Protecting yourself from SEO Censorship

I got contacted by a journalist (who I happen to be a regular reader of) yesterday. He was following up on the investigation I did into CNN comment spam, and some similar stories. I thought I'd post an answer to one of his questions:

What are these people -- if not the companies themselves -- doing to manipulate search rankings, and what can bloggers and Google do to fix things?

The SEO tactic which poses a danger to bloggers is perhaps most simply put as "reverse search engine optimization". Google has a set of filters which detect and punish pages that use certain outdated SEO tactics. In the case of the CNN spams, we observe a tactic called keyword stuffing. Put simply, keyword stuffing is flooding a page with repeated search terms, (i.e. CNN CNN CNN CNN CNN CNN CNN). At one time, this tactic actually worked; but now google has a set of filters whicheasily detect this practice, and in response, either punish, or remove the page from the index. In the case of spams that target posts that are discussing a company, the possible damage of stuffed keywords is greatly intensified. But to understand that, you must first understand how google assigns weight to the content in the page. For convenience, we'll use the page of mine that was attacked "CNN: Television's Great Orifice"

In every search engine, the single most important determinant of where your page is placed is the text in your <title></title> tags. For example <title>CNN: Television's Great Orifice</title>. Now, in most blogging software, the page title is also outputted into <h1></h1> or <h2></h2> tags. These header tags are probably the second most important determinant of where your page is indexed. Third most important is the content. My essay has about 7 mentions of "CNN". All together, this is why my essay is seen as relevant to "CNN" by google.

But, when a spammer comes in and leaves a comment that repeats "CNN" 100 times, there is no way for google to differentiate between the repeated search terms as spam, or me trying to boost my own search engine ratings by way of dishonest techniques. If someone dropped by and left a comment that repeated "Texas Holdem" over and over again, it would be a different story. The repeated terms are not already in my pagetitles, headers, and content. But in this case, google has my pagetitles, headers, and content all containing "CNN"; so it looks very bad to their filters. (does that make sense?)
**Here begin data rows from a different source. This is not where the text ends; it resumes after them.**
/// Tubegrab - Main Entry Point
///
/// Terminal front-end: fetches metadata for a YouTube URL from the backend,
/// lets the user pick a format, and saves the download to disk.
mod render;

use std::future::Future;
use std::io::IsTerminal;
use std::path::PathBuf;

use clap::Parser;
use tokio::io::{AsyncBufReadExt, BufReader};
use tokio::sync::watch;
use tracing::{info, warn};

use tubegrab_downloader::{
    BackendClient, BodyStrategy, ClientConfig, DiskSink, UiController, UiState,
};
use tubegrab_shared::errors::ClientError;
use tubegrab_shared::models::VideoInfo;

use render::Renderer;

#[derive(Debug, Parser)]
#[command(name = "tubegrab", version, about = "Download YouTube videos through a Tubegrab backend")]
struct Cli {
    /// YouTube video URL
    url: String,

    /// Format id to download (skips the prompt)
    #[arg(short, long)]
    format: Option<String>,

    /// Print the available formats and exit
    #[arg(long)]
    list: bool,

    /// Directory to save into (overrides TUBEGRAB_DOWNLOAD_DIR)
    #[arg(short, long)]
    output: Option<PathBuf>,

    /// Backend origin (overrides TUBEGRAB_BASE_URL)
    #[arg(long)]
    base_url: Option<String>,

    /// Read the whole body at once instead of streaming with progress
    #[arg(long)]
    buffered: bool,
}

#[tokio::main]
async fn main() {
    // Load .env file
    dotenvy::dotenv().ok();

    // Initialize tracing
    tracing_subscriber::fmt()
        .with_env_filter(
            tracing_subscriber::EnvFilter::try_from_default_env()
                .unwrap_or_else(|_| "tubegrab_cli=info,tubegrab_downloader=info".into()),
        )
        .with_writer(std::io::stderr)
        .init();

    let cli = Cli::parse();

    if let Err(e) = run(cli).await {
        match e.downcast_ref::<ClientError>() {
            Some(client_err) => eprintln!("{}", client_err.user_message()),
            None => eprintln!("Error: {:#}", e),
        }
        std::process::exit(1);
    }
}

async fn run(cli: Cli) -> anyhow::Result<()> {
    let mut config = ClientConfig::from_env()?;
    if let Some(base_url) = cli.base_url {
        config = config.with_base_url(base_url)?;
    }
    if let Some(dir) = cli.output {
        config = config.with_download_dir(dir);
    }
    if cli.buffered {
        config = config.with_body_strategy(BodyStrategy::Buffered);
    }
    info!("Backend: {} -> {}", config.base_url, config.download_dir.display());

    let sink = DiskSink::new(&config.download_dir);
    let mut controller = UiController::new(BackendClient::new(config)?, sink);
    let mut updates = controller.subscribe();
    let mut renderer = Renderer::new();

    let info = drive(controller.fetch_video_info(&cli.url), &mut updates, &mut renderer).await?;
    if cli.list {
        return Ok(());
    }

    let default_format = controller.snapshot().selected_format;
    let format_id = match cli.format {
        Some(format_id) => format_id,
        None if std::io::stdin().is_terminal() => prompt_format(&info, default_format.as_deref()).await?,
        None => default_format.unwrap_or_default(),
    };
    if !controller.select_format(&format_id) {
        warn!("Format {} is not in the listed formats; requesting it anyway", format_id);
    }

    let saved = drive(
        controller.download_video(&cli.url, &format_id),
        &mut updates,
        &mut renderer,
    )
    .await?;
    println!("Saved to {}", saved.path.display());
    Ok(())
}

/// Run one controller operation while rendering every state change it makes.
async fn drive<F, T>(op: F, updates: &mut watch::Receiver<UiState>, renderer: &mut Renderer) -> T
where
    F: Future<Output = T>,
{
    tokio::pin!(op);
    loop {
        tokio::select! {
            out = &mut op => {
                let state = updates.borrow_and_update().clone();
                renderer.emit(&state);
                return out;
            }
            changed = updates.changed() => {
                if changed.is_err() {
                    return op.await;
                }
                let state = updates.borrow_and_update().clone();
                renderer.emit(&state);
            }
        }
    }
}

/// Ask for a format id or list number; an empty answer keeps `default`.
async fn prompt_format(info: &VideoInfo, default: Option<&str>) -> anyhow::Result<String> {
    let formats = info.format_list();
    eprint!("Format [{}]: ", default.unwrap_or("none"));

    let mut lines = BufReader::new(tokio::io::stdin()).lines();
    let answer = lines.next_line().await?.unwrap_or_default();
    let answer = answer.trim();

    if answer.is_empty() {
        return Ok(default.unwrap_or_default().to_string());
    }
    if let Some(format) = formats.iter().find(|f| f.format_id == answer) {
        return Ok(format.format_id.clone());
    }
    if let Ok(index) = answer.parse::<usize>() {
        if let Some(format) = index.checked_sub(1).and_then(|i| formats.get(i)) {
            return Ok(format.format_id.clone());
        }
    }
    Ok(answer.to_string())
}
Keyword stuffing is perhaps the easiest way to pull off a quick censoring of a post. Unlike, cloaking (setting font-color to white, and repeating a term over and over again so that is visible to search engines but not the human eye), you can't protect yourself by limiting the HTML tags that a commenter can use (i.e. do not let commenters use any style tags). The only way you can protect yourself from stuffed keywords is to have some way of knowing when someone comments on any post of yours.
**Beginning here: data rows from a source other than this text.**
/// Client configuration loaded from the environment (and `.env`).
use std::path::PathBuf;
use std::time::Duration;

use tubegrab_shared::errors::ClientError;

pub const DEFAULT_BASE_URL: &str = "http://127.0.0.1:5000";
pub const DEFAULT_FALLBACK_FILENAME: &str = "video.mp4";

/// How the `/download` response body is received.
#[derive(Debug, Clone, Copy, PartialEq, Eq)]
pub enum BodyStrategy {
    /// Read chunk by chunk, reporting progress after each one.
    Streamed,
    /// Read the whole body at once; no intermediate progress.
    Buffered,
}

impl BodyStrategy {
    pub fn from_name(name: &str) -> Option<Self> {
        match name.trim().to_ascii_lowercase().as_str() {
            "streamed" | "stream" => Some(BodyStrategy::Streamed),
            "buffered" | "buffer" => Some(BodyStrategy::Buffered),
            _ => None,
        }
    }
}

#[derive(Debug, Clone)]
pub struct ClientConfig {
    /// Backend origin, without a trailing slash.
    pub base_url: String,
    /// Directory the save-as action writes into.
    pub download_dir: PathBuf,
    /// Connect plus wait for response headers. Never bounds a body that is still arriving.
    pub request_timeout: Duration,
    /// Longest silence allowed between two body chunks.
    pub chunk_timeout: Duration,
    pub error_dismiss: Duration,
    pub progress_hide: Duration,
    pub fallback_filename: String,
    pub body_strategy: BodyStrategy,
}

impl Default for ClientConfig {
    fn default() -> Self {
        Self {
            base_url: DEFAULT_BASE_URL.to_string(),
            download_dir: PathBuf::from("./downloads"),
            request_timeout: Duration::from_secs(300),
            chunk_timeout: Duration::from_secs(45),
            error_dismiss: Duration::from_secs(5),
            progress_hide: Duration::from_secs(3),
            fallback_filename: DEFAULT_FALLBACK_FILENAME.to_string(),
            body_strategy: BodyStrategy::Streamed,
        }
    }
}

impl ClientConfig {
    /// Read `TUBEGRAB_*` variables, falling back to defaults for anything unset or unparseable.
    pub fn from_env() -> Result<Self, ClientError> {
        dotenvy::dotenv().ok();
        Self::from_lookup(|key| std::env::var(key).ok())
    }

    /// Same as [`ClientConfig::from_env`] with an arbitrary variable source.
    pub fn from_lookup<F>(lookup: F) -> Result<Self, ClientError>
    where
        F: Fn(&str) -> Option<String>,
    {
        let defaults = Self::default();
        let secs = |key: &str, default: Duration| {
            lookup(key)
                .and_then(|v| v.trim().parse::<u64>().ok())
                .map(Duration::from_secs)
                .unwrap_or(default)
        };

        let config = Self {
            base_url: lookup("TUBEGRAB_BASE_URL").unwrap_or(defaults.base_url),
            download_dir: lookup("TUBEGRAB_DOWNLOAD_DIR")
                .map(PathBuf::from)
                .unwrap_or(defaults.download_dir),
            request_timeout: secs("TUBEGRAB_TIMEOUT_SECS", defaults.request_timeout),
            chunk_timeout: secs("TUBEGRAB_CHUNK_TIMEOUT_SECS", defaults.chunk_timeout),
            error_dismiss: secs("TUBEGRAB_ERROR_DISMISS_SECS", defaults.error_dismiss),
            progress_hide: secs("TUBEGRAB_PROGRESS_HIDE_SECS", defaults.progress_hide),
            fallback_filename: lookup("TUBEGRAB_FALLBACK_FILENAME")
                .filter(|v| !v.trim().is_empty())
                .unwrap_or(defaults.fallback_filename),
            body_strategy: lookup("TUBEGRAB_BODY_STRATEGY")
                .and_then(|v| BodyStrategy::from_name(&v))
                .unwrap_or(defaults.body_strategy),
        };

        let base_url = config.base_url.clone();
        config.with_base_url(base_url)
    }

    /// Set and check the backend origin.
    pub fn with_base_url(mut self, base_url: impl Into<String>) -> Result<Self, ClientError> {
        let base_url = base_url.into().trim().trim_end_matches('/').to_string();
        if !(base_url.starts_with("http://") || base_url.starts_with("https://")) {
            return Err(ClientError::Config(format!(
                "Base URL must start with http:// or https://, got {:?}",
                base_url
            )));
        }
        self.base_url = base_url;
        Ok(self)
    }

    pub fn with_download_dir(mut self, dir: impl Into<PathBuf>) -> Self {
        self.download_dir = dir.into();
        self
    }

    pub fn with_body_strategy(mut self, strategy: BodyStrategy) -> Self {
        self.body_strategy = strategy;
        self
    }

    pub fn with_request_timeout(mut self, after: Duration) -> Self {
        self.request_timeout = after;
        self
    }

    pub fn with_chunk_timeout(mut self, after: Duration) -> Self {
        self.chunk_timeout = after;
        self
    }

    pub fn with_error_dismiss(mut self, after: Duration) -> Self {
        self.error_dismiss = after;
        self
    }

    pub fn with_progress_hide(mut self, after: Duration) -> Self {
        self.progress_hide = after;
        self
    }

    /// Absolute endpoint URL for a backend path such as `/get_info`.
    pub fn endpoint(&self, path: &str) -> String {
        format!("{}/{}", self.base_url, path.trim_start_matches('/'))
    }
}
I don't ever know if we'll ever see this tactic become widely used. It only works on pages that allow comments; and its very easy to catch. However, there is another tactic that I'm far more worried about. That is: using link farms to censor a page.
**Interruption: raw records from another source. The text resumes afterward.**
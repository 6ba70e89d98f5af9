//! Password verification and timing-safe comparison

use std::hint::black_box;

use crate::{
    error::{Error, Result},
    password::hash::{STORED_HASH_LEN, hash_password},
};

/// Check a password against a stored bcrypt hash
///
/// The stored hash doubles as the salt descriptor: the candidate password is
/// hashed with the same cost and salt bytes, and the two strings are
/// compared in constant time.
///
/// Legacy version tags (`2a`, `2x`, `2y`) are accepted, but the candidate
/// is always recomputed with the primitive's modern (`2b`) key schedule,
/// which agrees with those variants only for passwords of 72 or fewer
/// ASCII bytes. A hash minted by a genuine `2a`/`2x` implementation for a
/// password containing high-bit bytes may fail to verify here.
///
/// # Returns
/// `Ok(true)` on a match, `Ok(false)` on a mismatch, and `Err` when the
/// stored hash is malformed or rehashing fails. An error means the result
/// is undetermined; callers must not treat it as either outcome.
///
/// # Example
/// ```
/// use saltbox::{generate_salt_with_cost, hash_password, verify_password};
///
/// let salt = generate_salt_with_cost(4).unwrap();
/// let stored = hash_password("hunter2", &salt).unwrap();
/// assert!(verify_password("hunter2", &stored).unwrap());
/// assert!(!verify_password("*******", &stored).unwrap());
/// ```
pub fn verify_password(password: &str, stored_hash: &str) -> Result<bool> {
    if stored_hash.len() != STORED_HASH_LEN {
        return Err(Error::EncodingError(format!(
            "stored hash must be {} characters, got {}",
            STORED_HASH_LEN,
            stored_hash.len()
        )));
    }

    let candidate = hash_password(password, stored_hash)?;
    Ok(constant_time_eq(&candidate, stored_hash))
}

/// Compare two hash strings without leaking where they differ
///
/// Inputs of different lengths compare unequal immediately; length is not
/// treated as secret because both inputs are fixed-format hash strings, and
/// a mismatch only occurs on malformed input. For equal lengths every byte
/// pair is XORed into an accumulator with no early exit, and the
/// accumulator is routed through `black_box` each step so the optimizer
/// cannot collapse the loop into an ordinary short-circuiting comparison.
pub fn constant_time_eq(a: &str, b: &str) -> bool {
    let a = a.as_bytes();
    let b = b.as_bytes();

    if a.len() != b.len() {
        return false;
    }

    let mut diff = 0u8;
    for (x, y) in a.iter().zip(b) {
        diff = black_box(diff | (x ^ y));
    }
    diff == 0
}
A link farm is a page that is created for the one purpose: to link to page, and in turn raise its page rank. But google has wised up to link farms, and now actively punishes pages that have participate in link farms. Many of these pages have been removed from the index all together. Theoretically, it would be possible for a company to set up link farms to attack certain pages, and delist them in far more silent and effective way than is possible with keyword stuffing. The linkfarms themselves would be delisted, so it would be very difficult to track this practice. I haven't yet seen any evidence of this tactic being used. But my guess is if its not already happening, its right around the corner.

The main problem for google is that the very filters that maintain quality in their search results can easily be taken advantage of by an SEO expert gone bad. When they designed the filters, they did not seem to take into account what someone would have to gain from getting a page delisted. Then again, I haven't the foggiest idea of how google could differentiate between dishonest SEO that is by or against the owner of a page. It's a forgone conclusion that these filters are an overall good thing for the web; even if they can be taken advantage of.

As for what bloggers can do in the meantime, I'm afraid I don't have any easy steps that will protect them. Rather, my advice is to be vigilant, keep an eye out for fishy comments, keep track of your google traffic; if it begins to fall do some investigation as to why. If you can't figure it out, drop me comment at my blog, and I'll happily investigate it for you.

I don't see this being a problem that is going to be solved through educating the masses. Most bloggers aren't going to take the time to have total awareness of what is happening to their comment sections, much less their google rankings. Moreover, half of the concept I've described is theoretical. The best strategy I've come up with so far is to aggressively pursue any occurrences of these dirty SEO tactics, and hopefully, expose the companies that perpetrated them. The goal is to make it a practice which is widely known to carry risks that outweigh its benefits.

The Internet is free, but like a democracy, a free Internet requires vigalince. My personal view is that protecting our right to be listed high on a google search is as important, to virtual world, as protecting our freedom of speech is to the physical world. To be listed on some google search is to be heard, to be delisted is to be silenced. When you've been silenced, you've been censored. Its as simple as that.